She walked three miles to and from her job at the factory until her legs could take it no more. Having too much pride to ask for help and not knowing how to count money, she couldn't ride the bus which would have picked her up seven doors from her home. When she returned from work there was no rest at home where grandchildren and great nieces and nephews were waiting to ask a million questions--and make as many demands. She was supposed to feed them, but snacks from the dollar store were the best she could muster. Her frail body had to have a moment to rest. She puffed on a cigarette as a substitute for her own meal.
Throughout the evening she greeted many visitors as they came to pick up and drop off their children, tell her their problems and ask for money she didn't have. She also had the added responsibility of caring for her older brother and sister. Thankfully, they were able to provide a little money for the maintenance of the household but it was far from enough to keep everything going.
She didn't have a lot of good in her life. She didn't have much to give her hope. Then the furnace went out on the first really cold day in the fall.

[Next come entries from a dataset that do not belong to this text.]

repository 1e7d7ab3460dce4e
//! Task expansion: asks the configured model for subtasks, salvages the
//! reply and merges the corrected batch into the task.

mod prompt;

pub use prompt::{build_user_prompt, load_system_prompt};

use crate::config::Role;
use crate::error::ExpandError;
use crate::parser::{recover_batch, CorrectionReport, Subtask, SubtaskBatch};
use crate::runner::{GenerationRequest, OutputChannel, UnifiedRunner};
use crate::telemetry::UsageTelemetry;
use serde::{Deserialize, Serialize};
use tracing::{info, warn};

#[derive(Debug, Clone, PartialEq, Deserialize, Serialize)]
#[serde(rename_all = "camelCase")]
pub struct Task {
    pub id: u32,

    pub title: String,

    #[serde(default)]
    pub description: String,

    #[serde(default)]
    pub details: String,

    #[serde(default, skip_serializing_if = "Option::is_none")]
    pub test_strategy: Option<String>,

    #[serde(default)]
    pub subtasks: Vec<Subtask>,
}

#[derive(Debug, Clone)]
pub struct ExpandOptions {
    pub num_subtasks: usize,
    pub use_research: bool,
    pub additional_context: Option<String>,
    /// Replace existing subtasks instead of appending
    pub force: bool,
    /// Ask the backend for a schema-constrained object instead of free text
    pub structured: bool,
    pub output_channel: OutputChannel,
}

impl Default for ExpandOptions {
    fn default() -> Self {
        Self {
            num_subtasks: 3,
            use_research: false,
            additional_context: None,
            force: false,
            structured: false,
            output_channel: OutputChannel::Cli,
        }
    }
}

#[derive(Debug)]
pub struct ExpandOutcome {
    pub task: Task,
    pub batch: SubtaskBatch,
    pub report: CorrectionReport,
    pub telemetry: UsageTelemetry,
}

pub async fn expand_task(
    runner: &UnifiedRunner,
    mut task: Task,
    options: &ExpandOptions,
) -> Result<ExpandOutcome, ExpandError> {
    if options.force && !task.subtasks.is_empty() {
        info!(
            "Replacing {} existing subtasks of task {}",
            task.subtasks.len(),
            task.id
        );
        task.subtasks.clear();
    }

    let next_id = u32::try_from(task.subtasks.len())
        .unwrap_or(u32::MAX)
        .saturating_add(1);
    let role = if options.use_research {
        Role::Research
    } else {
        Role::Main
    };

    let system_prompt = load_system_prompt(runner.config().prompts.expand_system.as_deref())?;
    let user_prompt = build_user_prompt(
        &task,
        options.num_subtasks,
        next_id,
        options.additional_context.as_deref(),
    );

    let request = GenerationRequest::new(role, user_prompt)
        .system(system_prompt)
        .command("expand-task")
        .channel(options.output_channel);

    info!(
        "Expanding task {} into {} subtasks using the {} role",
        task.id, options.num_subtasks, role
    );

    let (text, telemetry) = if options.structured {
        let result = runner
            .generate_object_as::<SubtaskBatch>(&request)
            .await
            .ok_or_else(|| no_response(runner))?;
        // Declared ids and dependencies still go through correction
        let text = serde_json::to_string(&result.output)
            .map_err(|e| ExpandError::UnexpectedPayload(e.to_string()))?;
        (text, result.telemetry)
    } else {
        let result = runner
            .generate_text(&request)
            .await
            .ok_or_else(|| no_response(runner))?;
        let text = result
            .text()
            .map(str::to_string)
            .ok_or_else(|| ExpandError::UnexpectedPayload(format!("{:?}", result.output)))?;
        (text, result.telemetry)
    };

    let (batch, report) = recover_batch(&text, next_id, options.num_subtasks)?;
    if !report.is_clean() {
        warn!(
            "Corrected model output for task {}: {} renumbered, {} dependencies dropped",
            task.id,
            report.renumbered.len(),
            report.dropped_dependencies.len()
        );
    }

    if batch.is_empty() {
        warn!("Model returned no subtasks for task {}", task.id);
    } else {
        info!("Adding subtasks {:?} to task {}", batch.ids(), task.id);
    }
    task.subtasks.extend(batch.subtasks.iter().cloned());

    Ok(ExpandOutcome {
        task,
        batch,
        report,
        telemetry,
    })
}

fn no_response(runner: &UnifiedRunner) -> ExpandError {
    if runner.cancellation_token().is_cancelled() {
        ExpandError::Cancelled
    } else {
        ExpandError::NoProviderAvailable
    }
}
//! CLI handler for the `parse` subcommand
//!
//! Runs the recovery parser and correction pass over saved model output.

use crate::cli::ParseArgs;
use crate::parser::{extract_candidates, recover_batch, DropReason};
use anyhow::Context;
use std::io::Read;

pub fn execute(args: ParseArgs) -> anyhow::Result<()> {
    let raw = if args.file.as_os_str() == "-" {
        let mut buf = String::new();
        std::io::stdin()
            .read_to_string(&mut buf)
            .context("Failed to read stdin")?;
        buf
    } else {
        std::fs::read_to_string(&args.file)
            .with_context(|| format!("Failed to read {:?}", args.file))?
    };

    let expected = match args.expected {
        Some(n) => n,
        None => extract_candidates(&raw)?.len(),
    };

    let (batch, report) = recover_batch(&raw, args.start_id, expected)?;
    println!("{}", serde_json::to_string_pretty(&batch)?);

    for (declared, assigned) in &report.renumbered {
        eprintln!("renumbered {} -> {}", declared, assigned);
    }
    for drop in &report.dropped_dependencies {
        let reason = match drop.reason {
            DropReason::SelfReference => "self reference",
            DropReason::OutOfRange => "out of range",
        };
        eprintln!(
            "dropped dependency {} of subtask {} ({})",
            drop.dependency, drop.subtask_id, reason
        );
    }
    if report.dropped_subtasks > 0 {
        eprintln!(
            "dropped {} subtasks past the last assignable id",
            report.dropped_subtasks
        );
    }
    if let Some((expected, actual)) = report.count_mismatch {
        eprintln!("expected {} subtasks, got {}", expected, actual);
    }

    Ok(())
}
//! Application settings. Defaults can be overridden through environment
//! variables so a second profile or a test database needs no rebuild.
use log::warn;
use std::env;
use std::path::PathBuf;

pub struct Config {
    pub window_title: &'static str,
    pub window_width: f32,
    pub window_height: f32,
    pub database_path: PathBuf,
}

impl Default for Config {
    fn default() -> Self {
        Self {
            window_title: "Flashcards App",
            window_width: 560.0,
            window_height: 760.0,
            database_path: PathBuf::from("flashcards.sqlite3"),
        }
    }
}

impl Config {
    /// Defaults, overridden by `FLASHCARDS_DB`, `FLASHCARDS_WINDOW_WIDTH` and
    /// `FLASHCARDS_WINDOW_HEIGHT` when set.
    pub fn from_env() -> Self {
        Self::from_lookup(|key| env::var(key).ok())
    }

    fn from_lookup(lookup: impl Fn(&str) -> Option<String>) -> Self {
        let mut config = Self::default();

        if let Some(path) = lookup("FLASHCARDS_DB") {
            config.database_path = PathBuf::from(path);
        }
        if let Some(width) = parse_size(&lookup, "FLASHCARDS_WINDOW_WIDTH") {
            config.window_width = width;
        }
        if let Some(height) = parse_size(&lookup, "FLASHCARDS_WINDOW_HEIGHT") {
            config.window_height = height;
        }

        config
    }
}

fn parse_size(lookup: &impl Fn(&str) -> Option<String>, key: &str) -> Option<f32> {
    let raw = lookup(key)?;
    match raw.parse::<f32>() {
        Ok(size) if size > 0.0 => Some(size),
        _ => {
            warn!("Ignoring {}={:?}: expected a positive number", key, raw);
            None
        }
    }
}
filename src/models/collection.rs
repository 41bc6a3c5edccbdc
//! Container for all decks, cards and the review log.
//!
//! This is the state the application owns and persists. Every mutation goes
//! through a method here; scheduling fields of a card only change in
//! [`Collection::review_card`].

use super::sm2::{self, compute_review};
use super::{Card, Deck, Quality, ReviewRecord};
use crate::error::{Error, Result};
use log::debug;
use serde::{Deserialize, Serialize};

#[derive(Clone, Debug, Default, PartialEq, Serialize, Deserialize)]
#[serde(rename_all = "camelCase")]
pub struct Collection {
    pub decks: Vec<Deck>,
    pub cards: Vec<Card>,
    pub review_history: Vec<ReviewRecord>,
}

impl Collection {
    pub fn deck(&self, id: &str) -> Option<&Deck> {
        self.decks.iter().find(|d| d.id == id)
    }

    pub fn card(&self, id: &str) -> Option<&Card> {
        self.cards.iter().find(|c| c.id == id)
    }

    pub fn add_deck(&mut self, name: &str, description: &str, now: i64) -> &Deck {
        let deck = Deck::new(name, description, now);
        debug!("Adding deck '{}' ({})", deck.name, deck.id);
        self.decks.push(deck);
        &self.decks[self.decks.len() - 1]
    }

    /// Renames and/or re-describes a deck; `None` leaves a field as it is.
    pub fn update_deck(
        &mut self,
        id: &str,
        name: Option<&str>,
        description: Option<&str>,
        now: i64,
    ) -> Result<()> {
        let deck = self
            .decks
            .iter_mut()
            .find(|d| d.id == id)
            .ok_or_else(|| Error::DeckNotFound(id.to_string()))?;

        if let Some(name) = name {
            deck.name = name.to_string();
        }
        if let Some(description) = description {
            deck.description = description.to_string();
        }
        deck.updated_at = now;
        Ok(())
    }

    /// Removes a deck together with its cards and their review records.
    pub fn delete_deck(&mut self, id: &str) -> Result<()> {
        if self.deck(id).is_none() {
            return Err(Error::DeckNotFound(id.to_string()));
        }

        self.decks.retain(|d| d.id != id);
        self.cards.retain(|c| c.deck_id != id);
        self.review_history.retain(|r| r.deck_id != id);
        debug!("Deleted deck {}", id);
        Ok(())
    }

    pub fn add_card(&mut self, deck_id: &str, front: &str, back: &str, now: i64) -> Result<&Card> {
        if self.deck(deck_id).is_none() {
            return Err(Error::DeckNotFound(deck_id.to_string()));
        }

        self.cards.push(Card::new(deck_id, front, back, now));
        Ok(&self.cards[self.cards.len() - 1])
    }

    /// Edits card content. Scheduling state is left untouched.
    pub fn update_card(
        &mut self,
        id: &str,
        front: Option<&str>,
        back: Option<&str>,
        now: i64,
    ) -> Result<()> {
        let card = self.card_mut(id)?;

        if let Some(front) = front {
            card.front = front.to_string();
        }
        if let Some(back) = back {
            card.back = back.to_string();
        }
        card.updated_at = now;
        Ok(())
    }

    /// Removes a card and its review records.
    pub fn delete_card(&mut self, id: &str) -> Result<()> {
        if self.card(id).is_none() {
            return Err(Error::CardNotFound(id.to_string()));
        }

        self.cards.retain(|c| c.id != id);
        self.review_history.retain(|r| r.card_id != id);
        Ok(())
    }

    /// Applies one review to a card and appends it to the review log.
    pub fn review_card(&mut self, card_id: &str, quality: Quality, now: i64) -> Result<ReviewRecord> {
        let card = self.card_mut(card_id)?;

        let previous_interval = card.interval;
        let outcome = compute_review(&card.scheduling_state(), quality.into(), now);
        card.apply_review(&outcome, now);

        let record = ReviewRecord {
            card_id: card.id.clone(),
            deck_id: card.deck_id.clone(),
            timestamp: now,
            quality: quality.value(),
            previous_interval,
            new_interval: outcome.interval,
        };
        debug!(
            "Reviewed card {} with quality {}: interval {} -> {}, ease {:.2}",
            record.card_id, record.quality, previous_interval, outcome.interval, outcome.ease_factor
        );

        self.review_history.push(record.clone());
        Ok(record)
    }

    pub fn cards_for_deck(&self, deck_id: &str) -> Vec<&Card> {
        self.cards.iter().filter(|c| c.deck_id == deck_id).collect()
    }

    pub fn due_cards(&self, now: i64, deck_id: Option<&str>) -> Vec<&Card> {
        sm2::select_due(&self.cards, now, deck_id)
    }

    pub fn new_cards(&self, deck_id: Option<&str>) -> Vec<&Card> {
        sm2::select_new(&self.cards, deck_id)
    }

    pub fn review_history_for_deck(&self, deck_id: &str) -> Vec<&ReviewRecord> {
        self.review_history
            .iter()
            .filter(|r| r.deck_id == deck_id)
            .collect()
    }

    fn card_mut(&mut self, id: &str) -> Result<&mut Card> {
        self.cards
            .iter_mut()
            .find(|c| c.id == id)
            .ok_or_else(|| Error::CardNotFound(id.to_string()))
    }
}
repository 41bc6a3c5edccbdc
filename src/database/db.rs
//! Database operations for the flashcard application
//!
//! The whole collection is persisted as one JSON document under a fixed key
//! of an SQLite key-value table. The application talks to storage only
//! through the [`Repository`] trait, so it never reaches for a global store.

use crate::error::Result;
use crate::export::json::{export_collection, import_collection};
use crate::models::Collection;
use log::{debug, warn};
use rusqlite::{Connection, OptionalExtension, params};
use std::path::Path;

pub const STORAGE_KEY: &str = "spaced-repetition-app-data";

/// Loads and stores the card collection.
pub trait Repository {
    /// Returns the stored collection, or an empty one if nothing was saved yet.
    fn load(&self) -> Result<Collection>;

    fn save(&self, collection: &Collection) -> Result<()>;
}

/// Repository backed by an `app_state (key, value)` table.
pub struct SqliteRepository {
    conn: Connection,
}

impl SqliteRepository {
    /// Opens (or creates) the database file and its table.
    pub fn open(path: &Path) -> Result<Self> {
        debug!("Opening database at '{}'", path.display());
        Self::init(Connection::open(path)?)
    }

    pub fn open_in_memory() -> Result<Self> {
        Self::init(Connection::open_in_memory()?)
    }

    fn init(conn: Connection) -> Result<Self> {
        conn.execute(
            "CREATE TABLE IF NOT EXISTS app_state (
                key TEXT PRIMARY KEY,
                value TEXT NOT NULL
            )",
            (),
        )?;
        Ok(Self { conn })
    }

    fn read_value(&self) -> Result<Option<String>> {
        let value = self
            .conn
            .query_row(
                "SELECT value FROM app_state WHERE key = ?1",
                params![STORAGE_KEY],
                |row| row.get(0),
            )
            .optional()?;
        Ok(value)
    }

    fn write_value(&self, value: &str) -> Result<()> {
        self.conn.execute(
            "INSERT OR REPLACE INTO app_state (key, value) VALUES (?1, ?2)",
            params![STORAGE_KEY, value],
        )?;
        Ok(())
    }
}

impl Repository for SqliteRepository {
    fn load(&self) -> Result<Collection> {
        match self.read_value()? {
            Some(json) => import_collection(&json),
            None => Ok(Collection::default()),
        }
    }

    fn save(&self, collection: &Collection) -> Result<()> {
        self.write_value(&export_collection(collection)?)?;
        debug!(
            "Saved {} decks, {} cards, {} reviews",
            collection.decks.len(),
            collection.cards.len(),
            collection.review_history.len()
        );
        Ok(())
    }
}

/// Loads the collection, falling back to an empty one if the stored data
/// cannot be read or decoded.
pub fn load_or_default(repository: &impl Repository) -> Collection {
    repository.load().unwrap_or_else(|e| {
        warn!("Failed to load stored collection, starting empty: {}", e);
        Collection::default()
    })
}

#[cfg(test)]
mod tests {
    use super::*;
    use crate::models::Quality;
    use tempfile::tempdir;

    fn sample_collection() -> Collection {
        let mut collection = Collection::default();
        let deck_id = collection.add_deck("Polish Vocabulary", "", 1).id.clone();
        let card_id = collection.add_card(&deck_id, "proszę", "please", 2).unwrap().id.clone();
        collection.review_card(&card_id, Quality::Perfect, 3).unwrap();
        collection
    }

    #[test]
    fn test_load_empty_database() {
        let repository = SqliteRepository::open_in_memory().unwrap();
        assert_eq!(repository.load().unwrap(), Collection::default());
    }

    #[test]
    fn test_save_then_load() {
        let repository = SqliteRepository::open_in_memory().unwrap();
        let collection = sample_collection();

        repository.save(&collection).unwrap();
        assert_eq!(repository.load().unwrap(), collection);

        // Saving again replaces the stored document.
        let mut changed = collection.clone();
        changed.add_deck("Second", "", 4);
        repository.save(&changed).unwrap();
        assert_eq!(repository.load().unwrap().decks.len(), 2);
    }

    #[test]
    fn test_save_then_load_keeps_inexact_ease_factor() {
        let repository = SqliteRepository::open_in_memory().unwrap();
        let mut collection = Collection::default();
        let deck_id = collection.add_deck("Deck", "", 0).id.clone();
        let card_id = collection.add_card(&deck_id, "a", "b", 0).unwrap().id.clone();
        collection.review_card(&card_id, Quality::Perfect, 1).unwrap();
        collection
            .review_card(&card_id, Quality::CompleteBlackout, 2)
            .unwrap();

        // Several save/load cycles must not drift the stored value.
        let mut loaded = collection.clone();
        for _ in 0..3 {
            repository.save(&loaded).unwrap();
            loaded = repository.load().unwrap();
        }

        assert_eq!(loaded, collection);
    }

    #[test]
    fn test_persists_across_connections() {
        let dir = tempdir().unwrap();
        let path = dir.path().join("flashcards.sqlite3");
        let collection = sample_collection();

        SqliteRepository::open(&path).unwrap().save(&collection).unwrap();
        let reopened = SqliteRepository::open(&path).unwrap();

        assert_eq!(reopened.load().unwrap(), collection);
    }

    #[test]
    fn test_malformed_data_falls_back_to_default() {
        let repository = SqliteRepository::open_in_memory().unwrap();
        repository.write_value(r#"{ "decks": [] }"#).unwrap();

        assert!(repository.load().is_err());
        assert_eq!(load_or_default(&repository), Collection::default());

        repository.write_value("not json").unwrap();
        assert_eq!(load_or_default(&repository), Collection::default());
    }
}
//! Study session management for spaced repetition practice.
//! Walks one queue of due and new cards, grading each with SM-2.

use super::sm2::build_session_queue;
use super::{Card, Collection, Quality, ReviewRecord};
use crate::error::Result;

/// One sitting over the cards that are due or new at the time it starts.
///
/// Cards are referenced by id; the collection stays the single owner of card
/// state and is passed in whenever a card is graded.
pub struct StudySession {
    pub deck_id: Option<String>,
    queue: Vec<String>,
    current_index: usize,
    pub show_answer: bool,
}

impl StudySession {
    /// Builds the queue for `deck_id` (or every deck): due cards that have
    /// been reviewed before, interleaved with new cards.
    ///
    /// New cards are due from the moment they are created, so they are taken
    /// out of the due list to keep each card in the queue once.
    pub fn new(collection: &Collection, deck_id: Option<&str>, now: i64) -> Self {
        let due: Vec<String> = collection
            .due_cards(now, deck_id)
            .into_iter()
            .filter(|c| !c.is_new())
            .map(|c| c.id.clone())
            .collect();
        let new: Vec<String> = collection
            .new_cards(deck_id)
            .into_iter()
            .map(|c| c.id.clone())
            .collect();

        Self {
            deck_id: deck_id.map(str::to_string),
            queue: build_session_queue(&due, &new),
            current_index: 0,
            show_answer: false,
        }
    }

    /// Drops queued cards that have been deleted from the collection since the
    /// session started. Cards already graded are kept for the counts.
    pub fn retain_existing(&mut self, collection: &Collection) {
        let pending = self.queue.split_off(self.current_index);
        self.queue
            .extend(pending.into_iter().filter(|id| collection.card(id).is_some()));
    }

    pub fn current_card<'a>(&self, collection: &'a Collection) -> Option<&'a Card> {
        self.queue
            .get(self.current_index)
            .and_then(|id| collection.card(id))
    }

    pub fn reveal_answer(&mut self) {
        self.show_answer = true;
    }

    /// Grades the current card and moves to the next one.
    ///
    /// Returns `Ok(None)` when the session is already complete.
    pub fn grade(
        &mut self,
        collection: &mut Collection,
        quality: Quality,
        now: i64,
    ) -> Result<Option<ReviewRecord>> {
        self.retain_existing(collection);
        let Some(card_id) = self.queue.get(self.current_index) else {
            return Ok(None);
        };

        let record = collection.review_card(card_id, quality, now)?;
        self.current_index += 1;
        self.show_answer = false;
        Ok(Some(record))
    }

    pub fn reviewed_count(&self) -> usize {
        self.current_index
    }

    pub fn total_count(&self) -> usize {
        self.queue.len()
    }

    pub fn remaining_count(&self) -> usize {
        self.total_count() - self.reviewed_count()
    }

    /// Fraction of the queue already graded; an empty session counts as done.
    pub fn progress(&self) -> f32 {
        if self.queue.is_empty() {
            1.0
        } else {
            self.current_index as f32 / self.queue.len() as f32
        }
    }

    pub fn is_complete(&self) -> bool {
        self.current_index >= self.queue.len()
    }
}
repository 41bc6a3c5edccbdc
pub mod json;
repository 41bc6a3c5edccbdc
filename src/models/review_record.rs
//! One entry of the append-only review log
use super::Quality;
use serde::{Deserialize, Deserializer, Serialize};

#[derive(Clone, Debug, PartialEq, Serialize, Deserialize)]
#[serde(rename_all = "camelCase")]
pub struct ReviewRecord {
    pub card_id: String,
    pub deck_id: String,
    pub timestamp: i64,
    /// Out-of-range or fractional values in imported logs are rounded and
    /// clamped to 0-5.
    #[serde(deserialize_with = "clamped_quality")]
    pub quality: u8,
    pub previous_interval: u32,
    pub new_interval: u32,
}

fn clamped_quality<'de, D>(deserializer: D) -> Result<u8, D::Error>
where
    D: Deserializer<'de>,
{
    let score = f64::deserialize(deserializer)?;
    Ok(Quality::from_score(score.round() as i32).value())
}

#[cfg(test)]
mod tests {
    use super::*;

    fn record_with_quality(quality: &str) -> ReviewRecord {
        let json = format!(
            r#"{{"cardId":"c1","deckId":"d1","timestamp":1,"quality":{quality},"previousInterval":0,"newInterval":1}}"#
        );
        serde_json::from_str(&json).unwrap()
    }

    #[test]
    fn test_quality_in_range_is_kept() {
        assert_eq!(record_with_quality("3").quality, 3);
    }

    #[test]
    fn test_quality_out_of_range_is_clamped() {
        assert_eq!(record_with_quality("9").quality, 5);
        assert_eq!(record_with_quality("1000").quality, 5);
        assert_eq!(record_with_quality("-2").quality, 0);
        assert_eq!(record_with_quality("3.6").quality, 4);
    }

    #[test]
    fn test_non_numeric_quality_is_rejected() {
        let json = r#"{"cardId":"c1","deckId":"d1","timestamp":1,"quality":"good","previousInterval":0,"newInterval":1}"#;
        assert!(serde_json::from_str::<ReviewRecord>(json).is_err());
    }
}
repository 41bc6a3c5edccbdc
pub mod config;
pub mod database;
pub mod error;
pub mod export;
pub mod models;

pub use error::{Error, Result};
pub use models::{Card, Collection, Deck, Quality, ReviewRecord, StudySession};

/// Current wall-clock time in epoch milliseconds.
pub fn now_millis() -> i64 {
    chrono::Utc::now().timestamp_millis()
}
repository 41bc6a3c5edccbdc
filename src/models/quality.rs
//! Self-rated recall quality, the single input of the SM-2 formula.
use std::fmt;

/// Six fixed recall levels, 0 (complete blackout) to 5 (perfect).
#[derive(Clone, Copy, Debug, PartialEq, Eq, PartialOrd, Ord, Hash)]
pub enum Quality {
    CompleteBlackout,
    IncorrectButRemembered,
    IncorrectButEasy,
    CorrectWithDifficulty,
    CorrectWithHesitation,
    Perfect,
}

impl Quality {
    pub const ALL: [Quality; 6] = [
        Quality::CompleteBlackout,
        Quality::IncorrectButRemembered,
        Quality::IncorrectButEasy,
        Quality::CorrectWithDifficulty,
        Quality::CorrectWithHesitation,
        Quality::Perfect,
    ];

    /// Maps any integer score onto a level, clamping to 0..=5.
    pub fn from_score(score: i32) -> Self {
        Self::ALL[score.clamp(0, 5) as usize]
    }

    pub fn value(self) -> u8 {
        self as u8
    }

    pub fn label(self) -> &'static str {
        match self {
            Quality::CompleteBlackout => "Complete Blackout",
            Quality::IncorrectButRemembered => "Incorrect (Remembered)",
            Quality::IncorrectButEasy => "Incorrect (Seemed Easy)",
            Quality::CorrectWithDifficulty => "Correct (Difficult)",
            Quality::CorrectWithHesitation => "Correct (Hesitation)",
            Quality::Perfect => "Perfect",
        }
    }

    /// Recall counts as a success from 3 upwards.
    pub fn is_success(self) -> bool {
        self >= Quality::CorrectWithDifficulty
    }
}

impl From<Quality> for i32 {
    fn from(quality: Quality) -> Self {
        quality.value() as i32
    }
}

impl fmt::Display for Quality {
    fn fmt(&self, f: &mut fmt::Formatter<'_>) -> fmt::Result {
        f.write_str(self.label())
    }
}

#[cfg(test)]
mod tests {
    use super::*;

    #[test]
    fn test_values_are_ordered() {
        for (i, quality) in Quality::ALL.iter().enumerate() {
            assert_eq!(quality.value() as usize, i);
        }
    }

    #[test]
    fn test_from_score_clamps() {
        assert_eq!(Quality::from_score(-4), Quality::CompleteBlackout);
        assert_eq!(Quality::from_score(3), Quality::CorrectWithDifficulty);
        assert_eq!(Quality::from_score(42), Quality::Perfect);
    }

    #[test]
    fn test_success_boundary() {
        assert!(!Quality::IncorrectButEasy.is_success());
        assert!(Quality::CorrectWithDifficulty.is_success());
    }

    #[test]
    fn test_labels() {
        assert_eq!(Quality::CompleteBlackout.to_string(), "Complete Blackout");
        assert_eq!(Quality::Perfect.label(), "Perfect");
    }
}
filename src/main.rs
mod app;
use srs_flashcards::*;

use app::MyApp;
use config::Config;
use database::{Repository, SqliteRepository, load_or_default};
use log::info;

fn main() -> eframe::Result<()> {
    env_logger::Builder::from_env(env_logger::Env::default().default_filter_or("info")).init();

    let config = Config::from_env();
    let repository = match SqliteRepository::open(&config.database_path) {
        Ok(repository) => repository,
        Err(e) => {
            log::error!(
                "Failed to open database '{}': {}",
                config.database_path.display(),
                e
            );
            std::process::exit(1);
        }
    };

    let mut collection = load_or_default(&repository);

    if collection.decks.is_empty() {
        let now = now_millis();
        let deck_id = collection.add_deck("Polish Vocabulary", "", now).id.clone();
        for (front, back) in [("cześć", "hello"), ("dziękuję", "thank you"), ("proszę", "please")] {
            if let Err(e) = collection.add_card(&deck_id, front, back, now) {
                log::warn!("Failed to add sample card '{}': {}", front, e);
            }
        }
        match repository.save(&collection) {
            Ok(()) => info!("Sample data created"),
            Err(e) => log::warn!("Failed to save sample data: {}", e),
        }
    }

    info!(
        "Loaded {} decks and {} cards from '{}'",
        collection.decks.len(),
        collection.cards.len(),
        config.database_path.display()
    );

    let options = eframe::NativeOptions {
        viewport: egui::ViewportBuilder::default()
            .with_inner_size([config.window_width, config.window_height]),
        ..Default::default()
    };
    eframe::run_native(
        config.window_title,
        options,
        Box::new(|_cc| Ok(Box::new(MyApp::new(collection, Box::new(repository))))),
    )
}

"What more, Lord? How can I take more?"
There is something remarkable about the cry of surrender. There is something even more remarkable about the timing of unrelated events when God's working His plan. On this morning when she'd had all she could take, strangers came knocking at her door. They were the people who'd come together to work for the restoration of her sister's constitutional rights which had been violated by the taking of her home for back taxes while the sister's money was controlled by a court appointee.
The people were able to offer hope with a promise to move quickly. But no one forgot this was really God's arrangement and God's plan which was offering the hope.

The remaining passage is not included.